The AI Engineering Stack I Actually Use

A pragmatic look at what tools, models, and patterns are worth the hype in 2026 — from someone building things with them daily.

AI engineeringtoolsLLMsstack

Every week there's a new model or framework claiming to change everything. Most of it is noise. Here's what's actually in my stack after building AI-driven projects for the past two years.

Models

Claude for most generation tasks — coding assistance, content, structured output. The reasoning capabilities on complex, multi-step problems are consistently better than alternatives I've tried.

Gemini Flash for high-volume, latency-sensitive tasks where cost matters. The speed-to-quality ratio is hard to beat for things like classification or summarization at scale.

Local models via Ollama when I need offline capability or privacy guarantees. Mistral 7B and Llama 3 cover most of my local needs. The gap with frontier models is real but narrowing fast.

Frameworks

I've tried most of the orchestration frameworks. My current opinions:

LangChain — I used it heavily in 2024. I don't use it anymore. The abstractions created more problems than they solved once you moved past tutorials. The DX has improved but I still prefer building closer to the metal.

Anthropic SDK / OpenAI SDK directly — Just use these. They're good, they're maintained, and you won't spend hours debugging which layer of abstraction swallowed your tool call.

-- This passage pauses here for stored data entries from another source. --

//! Expansion of paths into audio files

use std::path::{Path, PathBuf};
use tracing::warn;
use walkdir::WalkDir;

/// Supported audio file extensions
pub const SUPPORTED_EXTENSIONS: &[&str] = &[
    "mp3", "flac", "ogg", "opus", "wav", "aac", "m4a", "aif", "aiff",
];

/// Check if a path is an audio file based on extension
pub fn is_audio_file(path: &Path) -> bool {
    path.extension()
        .and_then(|ext| ext.to_str())
        .is_some_and(|ext| SUPPORTED_EXTENSIONS.contains(&ext.to_lowercase().as_str()))
}

/// Every audio file below `dir`, in walk order
pub fn scan_directory(dir: &Path) -> Vec<PathBuf> {
    WalkDir::new(dir)
        .into_iter()
        .filter_map(|entry| match entry {
            Ok(entry) => Some(entry),
            Err(e) => {
                warn!("Skipping unreadable entry below {}: {}", dir.display(), e);
                None
            }
        })
        .filter(|entry| entry.file_type().is_file() && is_audio_file(entry.path()))
        .map(walkdir::DirEntry::into_path)
        .collect()
}

/// Expand folders into their audio files, sorted and without duplicates
///
/// Plain file paths are kept as given, even when they do not exist, so the
/// importer can report them.
pub fn collect_audio_files(paths: &[PathBuf]) -> Vec<PathBuf> {
    let mut files = Vec::new();
    for path in paths {
        if path.is_dir() {
            files.extend(scan_directory(path));
        } else if is_audio_file(path) || !path.exists() {
            files.push(path.clone());
        } else {
            warn!("Ignoring {}: not an audio file", path.display());
        }
    }
    files.sort();
    files.dedup();
    files
}

#[cfg(test)]
mod tests {
    use super::*;
    use std::fs;
    use tempfile::TempDir;

    #[test]
    fn test_is_audio_file() {
        assert!(is_audio_file(Path::new("test.flac")));
        assert!(is_audio_file(Path::new("test.MP3")));
        assert!(is_audio_file(Path::new("/path/to/test.m4a")));
        assert!(!is_audio_file(Path::new("cover.jpg")));
        assert!(!is_audio_file(Path::new("README")));
    }

    #[test]
    fn test_collect_expands_directories() {
        let dir = TempDir::new().unwrap();
        let nested = dir.path().join("album");
        fs::create_dir(&nested).unwrap();
        fs::write(dir.path().join("a.mp3"), b"a").unwrap();
        fs::write(nested.join("b.flac"), b"b").unwrap();
        fs::write(nested.join("cover.jpg"), b"c").unwrap();
        let single = dir.path().join("a.mp3");

        let files = collect_audio_files(&[dir.path().to_path_buf(), single.clone()]);

        assert_eq!(files, vec![single, nested.join("b.flac")]);
    }

    #[test]
    fn test_collect_keeps_missing_files() {
        let missing = PathBuf::from("/nonexistent/song.mp3");
        assert_eq!(collect_audio_files(&[missing.clone()]), vec![missing]);
    }
}
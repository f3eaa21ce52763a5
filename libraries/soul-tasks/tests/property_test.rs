//! Property-based tests for the conflict resolver
//!
//! Random submission sequences over the three task kinds must always leave
//! a stage list that respects ordering and exclusion constraints.


use proptest::prelude::*;
use soul_tasks::{resolve_conflicts, SortScope, Stage, Task, TaskFactory, TaskKind};
use std::collections::BTreeSet;
use std::path::PathBuf;
use std::sync::Arc;
use test_helpers::{factory, MemoryLibrary, TableFingerprinter};

// ===== Helpers =====

#[derive(Debug, Clone)]
enum Submission {
    Import(Vec<u8>),
    Identify(Vec<u8>),
    Sort(Option<Vec<u8>>),
}

fn arbitrary_files() -> impl Strategy<Value = Vec<u8>> {
    prop::collection::vec(0u8..8, 1..4)
}

fn arbitrary_submission() -> impl Strategy<Value = Submission> {
    prop_oneof![
        arbitrary_files().prop_map(Submission::Import),
        arbitrary_files().prop_map(Submission::Identify),
        proptest::option::of(arbitrary_files()).prop_map(Submission::Sort),
    ]
}

fn files(ids: &[u8], dir: &str) -> Vec<PathBuf> {
    ids.iter().map(|i| PathBuf::from(format!("{dir}/{i}.mp3"))).collect()
}

fn build(factory: &TaskFactory, submission: &Submission) -> Box<dyn Task> {
    match submission {
        Submission::Import(ids) => Box::new(factory.import(files(ids, "/in"))),
        Submission::Identify(ids) => Box::new(factory.identify(files(ids, "/music"))),
        Submission::Sort(None) => Box::new(factory.sort(SortScope::Library)),
        Submission::Sort(Some(ids)) => {
            Box::new(factory.sort(SortScope::songs(files(ids, "/music"))))
        }
    }
}

fn fill(submissions: &[Submission]) -> Vec<Stage<Box<dyn Task>>> {
    let library = MemoryLibrary::new();
    let factory = factory(&library, Arc::new(TableFingerprinter::default()));
    let mut stages = Vec::new();
    for submission in submissions {
        resolve_conflicts(&mut stages, build(&factory, submission), |t| t)
            .expect("consistent queue never rejects a task");
    }
    stages
}

fn indexed(stages: &[Stage<Box<dyn Task>>]) -> Vec<(usize, &dyn Task)> {
    stages
        .iter()
        .enumerate()
        .flat_map(|(i, s)| s.tasks().iter().map(move |t| (i, t.as_ref())))
        .collect()
}

// ===== Property Tests =====

proptest! {
    /// Property: a task never lands in a stage before one of the kinds it must follow
    #[test]
    fn stage_order_preserved(submissions in prop::collection::vec(arbitrary_submission(), 1..25)) {
        let stages = fill(&submissions);
        let tasks = indexed(&stages);

        for (i, a) in &tasks {
            for (j, b) in &tasks {
                if b.invalid_before().contains(a.kind()) {
                    prop_assert!(i < j, "{} in stage {} must precede {} in stage {}", a.describe(), i, b.describe(), j);
                }
            }
        }
    }

    /// Property: no stage holds two tasks that exclude each other
    #[test]
    fn exclusion_preserved(submissions in prop::collection::vec(arbitrary_submission(), 1..25)) {
        let stages = fill(&submissions);

        for stage in &stages {
            for (x, a) in stage.tasks().iter().enumerate() {
                for (y, b) in stage.tasks().iter().enumerate() {
                    if x != y {
                        prop_assert!(!a.invalid_during().contains(b.kind()));
                    }
                }
            }
        }
    }

    /// Property: compaction leaves no empty stage and at most one sort survives
    #[test]
    fn compact_and_single_sort(submissions in prop::collection::vec(arbitrary_submission(), 1..25)) {
        let stages = fill(&submissions);

        prop_assert!(stages.iter().all(|s| !s.is_empty()));
        let sorts = indexed(&stages)
            .iter()
            .filter(|(_, t)| t.kind() == TaskKind::Sort)
            .count();
        let submitted_sorts = submissions
            .iter()
            .filter(|s| matches!(s, Submission::Sort(_)))
            .count();
        prop_assert_eq!(sorts, usize::from(submitted_sorts > 0));
    }

    /// Property: queued identify tasks never share a song
    #[test]
    fn identify_sets_disjoint(submissions in prop::collection::vec(arbitrary_submission(), 1..25)) {
        let stages = fill(&submissions);

        let mut seen = BTreeSet::new();
        for (_, task) in indexed(&stages) {
            if task.kind() == TaskKind::Identify {
                for song in task.items() {
                    prop_assert!(seen.insert(song.clone()), "{} queued twice", song.display());
                }
            }
        }

        let requested: BTreeSet<PathBuf> = submissions
            .iter()
            .filter_map(|s| match s {
                Submission::Identify(ids) => Some(files(ids, "/music")),
                _ => None,
            })
            .flatten()
            .collect();
        prop_assert_eq!(seen, requested);
    }
}
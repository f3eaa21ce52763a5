//! Library organization settings
//!
//! Controls where imported files land and how the sorter lays them out.

use crate::error::{Result, SoulError};
use serde::{Deserialize, Serialize};
use std::collections::HashSet;
use std::path::PathBuf;

/// Metadata attribute the library can be sorted by
#[derive(Debug, Clone, Copy, PartialEq, Eq, Hash, Serialize, Deserialize)]
#[serde(rename_all = "snake_case")]
pub enum SortAttribute {
    /// Album artist, falling back to the track artist
    AlbumArtist,
    /// Track artist
    Artist,
    /// Album title
    Album,
    /// Genre
    Genre,
    /// Release year
    Year,
}

impl SortAttribute {
    /// Folder name used when a song has no value for this attribute
    pub fn fallback(&self) -> &'static str {
        match self {
            Self::AlbumArtist | Self::Artist => "Unknown Artist",
            Self::Album => "Unknown Album",
            Self::Genre => "Unknown Genre",
            Self::Year => "0000",
        }
    }
}

impl std::fmt::Display for SortAttribute {
    fn fmt(&self, f: &mut std::fmt::Formatter<'_>) -> std::fmt::Result {
        let name = match self {
            Self::AlbumArtist => "album_artist",
            Self::Artist => "artist",
            Self::Album => "album",
            Self::Genre => "genre",
            Self::Year => "year",
        };
        write!(f, "{name}")
    }
}

/// What to do with the original when importing a file
#[derive(Debug, Clone, Copy, PartialEq, Eq, Serialize, Deserialize, Default)]
#[serde(rename_all = "lowercase")]
pub enum ImportAction {
    /// Copy files (preserve originals)
    #[default]
    Copy,
    /// Move files (remove originals)
    Move,
}

impl std::fmt::Display for ImportAction {
    fn fmt(&self, f: &mut std::fmt::Formatter<'_>) -> std::fmt::Result {
        match self {
            Self::Copy => write!(f, "copy"),
            Self::Move => write!(f, "move"),
        }
    }
}

/// Settings the sorter reads when it is constructed
#[derive(Debug, Clone, PartialEq, Eq, Serialize, Deserialize)]
pub struct SortSettings {
    /// Root folder of the managed library
    pub library_root: PathBuf,

    /// Folder levels, outermost first
    #[serde(default = "default_attribute_order")]
    pub attribute_order: Vec<SortAttribute>,
}

fn default_attribute_order() -> Vec<SortAttribute> {
    vec![SortAttribute::AlbumArtist, SortAttribute::Album]
}

impl SortSettings {
    /// Create settings with the default attribute order
    pub fn new(library_root: impl Into<PathBuf>) -> Self {
        Self {
            library_root: library_root.into(),
            attribute_order: default_attribute_order(),
        }
    }

    /// Replace the attribute order
    #[must_use]
    pub fn with_order(mut self, attribute_order: Vec<SortAttribute>) -> Self {
        self.attribute_order = attribute_order;
        self
    }

    /// Check the root is usable and no attribute repeats
    pub fn validate(&self) -> Result<()> {
        if self.library_root.as_os_str().is_empty() {
            return Err(SoulError::invalid_input("library root is not set"));
        }
        if !self.library_root.is_absolute() {
            return Err(SoulError::invalid_input(format!(
                "library root must be absolute: {}",
                self.library_root.display()
            )));
        }
        if self.attribute_order.is_empty() {
            return Err(SoulError::invalid_input("sort attribute order is empty"));
        }

        let mut seen = HashSet::new();
        for attribute in &self.attribute_order {
            if !seen.insert(attribute) {
                return Err(SoulError::invalid_input(format!(
                    "sort attribute listed twice: {attribute}"
                )));
            }
        }
        Ok(())
    }
}
//! Placement scenarios for the conflict resolver with the real task kinds


use soul_tasks::{resolve_conflicts, Placement, SortScope, Stage, Task, TaskKind};
use std::path::PathBuf;
use std::sync::Arc;
use test_helpers::{factory, MemoryLibrary, TableFingerprinter};

type Stages = Vec<Stage<Box<dyn Task>>>;

struct Fixture {
    factory: soul_tasks::TaskFactory,
}

impl Fixture {
    fn new() -> Self {
        let library = MemoryLibrary::new();
        Self {
            factory: factory(&library, Arc::new(TableFingerprinter::default())),
        }
    }

    fn import(&self, files: &[&str]) -> Box<dyn Task> {
        Box::new(self.factory.import(paths(files)))
    }

    fn identify(&self, files: &[&str]) -> Box<dyn Task> {
        Box::new(self.factory.identify(paths(files)))
    }

    fn sort(&self, files: &[&str]) -> Box<dyn Task> {
        Box::new(self.factory.sort(SortScope::songs(paths(files))))
    }
}

fn paths(files: &[&str]) -> Vec<PathBuf> {
    files.iter().map(PathBuf::from).collect()
}

fn add(stages: &mut Stages, task: Box<dyn Task>) -> Placement {
    resolve_conflicts(stages, task, |t| t)
        .expect("placement should succeed")
        .placement
}

fn kinds(stages: &Stages) -> Vec<Vec<TaskKind>> {
    stages
        .iter()
        .map(|s| s.tasks().iter().map(|t| t.kind()).collect())
        .collect()
}

#[test]
fn test_import_into_empty_queue() {
    let fx = Fixture::new();
    let mut stages = Stages::new();

    let placement = add(&mut stages, fx.import(&["/in/f1.mp3"]));

    assert_eq!(placement, Placement::NewStage(0));
    assert_eq!(kinds(&stages), vec![vec![TaskKind::Import]]);
    assert_eq!(stages[0].tasks()[0].items(), paths(&["/in/f1.mp3"]).as_slice());
}

#[test]
fn test_import_goes_before_existing_sort() {
    let fx = Fixture::new();
    let mut stages: Stages = vec![
        Stage::single(fx.sort(&["/music/s.mp3"])),
        Stage::new(vec![fx.identify(&["/music/a.mp3"]), fx.identify(&["/music/b.mp3"])]),
        Stage::new(vec![fx.identify(&["/music/c.mp3"]), fx.import(&["/in/f0.mp3"])]),
        Stage::default(),
    ];

    let placement = add(&mut stages, fx.import(&["/in/f2.mp3"]));

    assert_eq!(placement, Placement::NewStage(0));
    assert_eq!(
        kinds(&stages),
        vec![
            vec![TaskKind::Import],
            vec![TaskKind::Sort],
            vec![TaskKind::Identify, TaskKind::Identify],
            vec![TaskKind::Identify, TaskKind::Import],
        ]
    );
    assert_eq!(stages[0].tasks()[0].items(), paths(&["/in/f2.mp3"]).as_slice());
}

#[test]
fn test_import_joins_existing_import_stage() {
    let fx = Fixture::new();
    let mut stages: Stages = vec![
        Stage::single(fx.import(&["/in/f0.mp3"])),
        Stage::new(vec![fx.identify(&["/music/a.mp3"]), fx.identify(&["/music/b.mp3"])]),
    ];

    let placement = add(&mut stages, fx.import(&["/in/f3.mp3"]));

    assert_eq!(placement, Placement::Joined(0));
    assert_eq!(
        kinds(&stages),
        vec![
            vec![TaskKind::Import, TaskKind::Import],
            vec![TaskKind::Identify, TaskKind::Identify],
        ]
    );
}

#[test]
fn test_single_task_into_empty_queue_for_every_kind() {
    let fx = Fixture::new();
    for task in [
        fx.import(&["/in/a.mp3"]),
        fx.identify(&["/music/a.mp3"]),
        fx.sort(&["/music/a.mp3"]),
    ] {
        let kind = task.kind();
        let mut stages = Stages::new();
        add(&mut stages, task);
        assert_eq!(kinds(&stages), vec![vec![kind]]);
    }
}

#[test]
fn test_newest_sort_replaces_older_ones() {
    let fx = Fixture::new();
    let mut stages = Stages::new();
    add(&mut stages, fx.import(&["/in/a.mp3"]));
    add(&mut stages, fx.sort(&["/music/a.mp3"]));
    add(&mut stages, fx.identify(&["/music/b.mp3"]));

    let resolution =
        resolve_conflicts(&mut stages, fx.sort(&["/music/c.mp3"]), |t| t).unwrap();

    assert_eq!(resolution.removed.len(), 1);
    assert_eq!(
        kinds(&stages),
        vec![
            vec![TaskKind::Import],
            vec![TaskKind::Identify],
            vec![TaskKind::Sort],
        ]
    );
    // The survivor covers the superseded sort's songs as well
    assert_eq!(
        stages[2].tasks()[0].items(),
        paths(&["/music/a.mp3", "/music/c.mp3"]).as_slice()
    );
}

#[test]
fn test_library_sort_absorbs_song_sorts() {
    let fx = Fixture::new();
    let mut stages = Stages::new();
    add(&mut stages, fx.sort(&["/music/a.mp3"]));
    add(
        &mut stages,
        Box::new(fx.factory.sort(SortScope::Library)),
    );
    add(&mut stages, fx.sort(&["/music/b.mp3"]));

    assert_eq!(kinds(&stages), vec![vec![TaskKind::Sort]]);
    assert!(stages[0].tasks()[0].whole_library());
}

#[test]
fn test_identify_merge_yields_disjoint_sets() {
    let fx = Fixture::new();
    let mut stages = Stages::new();
    add(&mut stages, fx.identify(&["/music/A.mp3", "/music/B.mp3"]));

    let placement = add(&mut stages, fx.identify(&["/music/B.mp3", "/music/C.mp3"]));

    assert_eq!(placement, Placement::Joined(0));
    let sets: Vec<&[PathBuf]> = stages[0].tasks().iter().map(|t| t.items()).collect();
    assert_eq!(sets.len(), 2);
    assert_eq!(sets[0], paths(&["/music/A.mp3", "/music/B.mp3"]).as_slice());
    assert_eq!(sets[1], paths(&["/music/C.mp3"]).as_slice());
}

#[test]
fn test_fully_covered_identify_is_absorbed() {
    let fx = Fixture::new();
    let mut stages = Stages::new();
    add(&mut stages, fx.identify(&["/music/A.mp3", "/music/B.mp3"]));

    let placement = add(&mut stages, fx.identify(&["/music/B.mp3"]));

    assert_eq!(placement, Placement::Absorbed);
    assert_eq!(kinds(&stages), vec![vec![TaskKind::Identify]]);
}

#[test]
fn test_partially_queued_import_is_narrowed() {
    let fx = Fixture::new();
    let mut stages = Stages::new();
    add(&mut stages, fx.import(&["/in/a.mp3"]));

    add(&mut stages, fx.import(&["/in/a.mp3", "/in/b.mp3"]));

    let sets: Vec<&[PathBuf]> = stages[0].tasks().iter().map(|t| t.items()).collect();
    assert_eq!(sets, vec![
        paths(&["/in/a.mp3"]).as_slice(),
        paths(&["/in/b.mp3"]).as_slice(),
    ]);
}

#[test]
fn test_contradictory_queue_is_rejected() {
    let fx = Fixture::new();
    let mut stages: Stages = vec![
        Stage::single(fx.sort(&["/music/s.mp3"])),
        Stage::single(fx.import(&["/in/f.mp3"])),
    ];

    let result = resolve_conflicts(&mut stages, fx.identify(&["/music/x.mp3"]), |t| t);

    assert!(result.is_err());
    assert_eq!(
        kinds(&stages),
        vec![vec![TaskKind::Sort], vec![TaskKind::Import]]
    );
}
/// Song domain type
use crate::types::SortAttribute;
use serde::{Deserialize, Serialize};
use std::path::{Path, PathBuf};

/// A song file and the tags read from it
#[derive(Debug, Clone, PartialEq, Eq, Serialize, Deserialize)]
pub struct Song {
    /// Location of the file; songs are identified by path
    pub path: PathBuf,

    /// Tag metadata
    #[serde(default)]
    pub metadata: SongMetadata,
}

impl Song {
    /// Create a song with no metadata
    pub fn new(path: impl Into<PathBuf>) -> Self {
        Self {
            path: path.into(),
            metadata: SongMetadata::default(),
        }
    }

    /// Create a song with the given metadata
    pub fn with_metadata(path: impl Into<PathBuf>, metadata: SongMetadata) -> Self {
        Self {
            path: path.into(),
            metadata,
        }
    }

    /// File extension, lower-cased
    pub fn extension(&self) -> Option<String> {
        self.path
            .extension()
            .and_then(|ext| ext.to_str())
            .map(str::to_lowercase)
    }

    /// File name without extension
    pub fn file_stem(&self) -> Option<&str> {
        self.path.file_stem().and_then(|s| s.to_str())
    }

    /// Whether the song lives below `root`
    pub fn is_inside(&self, root: &Path) -> bool {
        self.path.starts_with(root)
    }
}

/// Tag metadata of a song
#[derive(Debug, Clone, Default, PartialEq, Eq, Serialize, Deserialize)]
pub struct SongMetadata {
    /// Track title
    pub title: Option<String>,

    /// Artist name
    pub artist: Option<String>,

    /// Album name
    pub album: Option<String>,

    /// Album artist
    pub album_artist: Option<String>,

    /// Genre
    pub genre: Option<String>,

    /// Release year
    pub year: Option<u32>,

    /// Track number
    pub track_number: Option<u32>,

    /// Disc number
    pub disc_number: Option<u32>,
}

impl SongMetadata {
    /// Check if metadata is mostly empty (only title or nothing)
    pub fn is_sparse(&self) -> bool {
        self.artist.is_none() && self.album.is_none() && self.genre.is_none()
    }

    /// Copy every field of `other` that is missing here
    ///
    /// Returns whether anything changed.
    pub fn fill_missing(&mut self, other: &SongMetadata) -> bool {
        self.merge(other, false)
    }

    /// Replace fields with every field `other` has
    ///
    /// Returns whether anything changed.
    pub fn overwrite_with(&mut self, other: &SongMetadata) -> bool {
        self.merge(other, true)
    }

    fn merge(&mut self, other: &SongMetadata, overwrite: bool) -> bool {
        let mut changed = false;
        changed |= merge_field(&mut self.title, &other.title, overwrite);
        changed |= merge_field(&mut self.artist, &other.artist, overwrite);
        changed |= merge_field(&mut self.album, &other.album, overwrite);
        changed |= merge_field(&mut self.album_artist, &other.album_artist, overwrite);
        changed |= merge_field(&mut self.genre, &other.genre, overwrite);
        changed |= merge_field(&mut self.year, &other.year, overwrite);
        changed |= merge_field(&mut self.track_number, &other.track_number, overwrite);
        changed |= merge_field(&mut self.disc_number, &other.disc_number, overwrite);
        changed
    }

    /// Value of a sortable attribute
    ///
    /// `AlbumArtist` falls back to `Artist`. Blank values count as missing.
    pub fn attribute(&self, attribute: SortAttribute) -> Option<String> {
        let value = match attribute {
            SortAttribute::AlbumArtist => self
                .album_artist
                .as_deref()
                .filter(|s| !s.trim().is_empty())
                .or(self.artist.as_deref())
                .map(str::to_string),
            SortAttribute::Artist => self.artist.clone(),
            SortAttribute::Album => self.album.clone(),
            SortAttribute::Genre => self.genre.clone(),
            SortAttribute::Year => self.year.map(|y| y.to_string()),
        };
        value.filter(|s| !s.trim().is_empty())
    }
}

fn merge_field<T: Clone + PartialEq>(dst: &mut Option<T>, src: &Option<T>, overwrite: bool) -> bool {
    match src {
        Some(value) if (overwrite || dst.is_none()) && dst.as_ref() != Some(value) => {
            *dst = Some(value.clone());
            true
        }
        _ => false,
    }
}
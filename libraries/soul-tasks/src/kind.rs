//! Task kinds and the constraint sets built from them

use serde::{Deserialize, Serialize};
use std::fmt;

/// The closed set of schedulable task kinds
#[derive(Debug, Clone, Copy, PartialEq, Eq, Hash, PartialOrd, Ord, Serialize, Deserialize)]
#[serde(rename_all = "snake_case")]
pub enum TaskKind {
    Import,
    Identify,
    Sort,
}

impl TaskKind {
    pub const ALL: [TaskKind; 3] = [TaskKind::Import, TaskKind::Identify, TaskKind::Sort];

    const fn bit(self) -> u8 {
        match self {
            TaskKind::Import => 1,
            TaskKind::Identify => 1 << 1,
            TaskKind::Sort => 1 << 2,
        }
    }

    /// Kinds that must not be scheduled before a task of this kind
    ///
    /// A pending task of one of these kinds forces this kind into a later stage.
    pub const fn invalid_before(self) -> KindSet {
        match self {
            TaskKind::Import => KindSet::EMPTY,
            TaskKind::Identify => KindSet::of(&[TaskKind::Import]),
            TaskKind::Sort => KindSet::of(&[TaskKind::Import, TaskKind::Identify]),
        }
    }

    /// Kinds that must not be scheduled after a task of this kind
    pub const fn invalid_after(self) -> KindSet {
        match self {
            TaskKind::Import => KindSet::of(&[TaskKind::Identify, TaskKind::Sort]),
            TaskKind::Identify => KindSet::of(&[TaskKind::Sort]),
            TaskKind::Sort => KindSet::EMPTY,
        }
    }

    /// Kinds that must never share a stage with this kind
    pub const fn invalid_during(self) -> KindSet {
        match self {
            TaskKind::Import => KindSet::of(&[TaskKind::Identify, TaskKind::Sort]),
            TaskKind::Identify => KindSet::of(&[TaskKind::Import, TaskKind::Sort]),
            TaskKind::Sort => KindSet::of(&[TaskKind::Import, TaskKind::Identify, TaskKind::Sort]),
        }
    }
}

impl fmt::Display for TaskKind {
    fn fmt(&self, f: &mut fmt::Formatter<'_>) -> fmt::Result {
        match self {
            TaskKind::Import => write!(f, "import"),
            TaskKind::Identify => write!(f, "identify"),
            TaskKind::Sort => write!(f, "sort"),
        }
    }
}

/// Small copyable set of task kinds
#[derive(Clone, Copy, PartialEq, Eq, Hash, Default)]
pub struct KindSet(u8);

impl KindSet {
    pub const EMPTY: KindSet = KindSet(0);

    pub const fn of(kinds: &[TaskKind]) -> Self {
        let mut bits = 0;
        let mut i = 0;
        while i < kinds.len() {
            bits |= kinds[i].bit();
            i += 1;
        }
        KindSet(bits)
    }

    pub const fn contains(self, kind: TaskKind) -> bool {
        self.0 & kind.bit() != 0
    }

    #[must_use]
    pub const fn with(self, kind: TaskKind) -> Self {
        KindSet(self.0 | kind.bit())
    }

    pub const fn is_empty(self) -> bool {
        self.0 == 0
    }

    pub fn iter(self) -> impl Iterator<Item = TaskKind> {
        TaskKind::ALL.into_iter().filter(move |k| self.contains(*k))
    }
}

impl FromIterator<TaskKind> for KindSet {
    fn from_iter<I: IntoIterator<Item = TaskKind>>(iter: I) -> Self {
        iter.into_iter().fold(KindSet::EMPTY, KindSet::with)
    }
}

impl fmt::Debug for KindSet {
    fn fmt(&self, f: &mut fmt::Formatter<'_>) -> fmt::Result {
        f.debug_set().entries(self.iter()).finish()
    }
}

Structured output — I do almost all structured extraction with JSON mode or tool use rather than parsing unstructured text. Much more reliable.

Dev environment

Claude Code — AI-assisted coding inside the terminal. I use it for most things I'd have reached for a search engine for. It's most useful for tasks with clear context: refactoring a specific function, generating boilerplate, explaining unfamiliar code.

The key thing I've learned: keep your context tight. A small, focused conversation gets better results than a long conversation with lots of accumulated context.

Infrastructure

Vercel for front-end deployments. Zero-config Next.js deploys remain one of the best developer experiences in the ecosystem.

Railway for backend services. Cheap, fast to set up, sensible defaults.

Cloudflare R2 for object storage. S3-compatible, no egress fees — straightforward choice for most use cases.

What I'd change

If I were starting fresh today:

  • I'd spend more time on evals earlier. The hardest part of AI engineering isn't building the first version — it's knowing when it's actually working well enough to ship.
  • I'd be more skeptical of RAG as a default answer. Vector search + embedding is powerful, but it's also easy to build something that seems to work in demos and fails in production.
  • I'd design for model upgrades from the start. Models improve fast. If your system is tightly coupled to a specific model's quirks, every upgrade is a migration project.

The field moves fast. What I wrote here will be at least partially wrong in six months.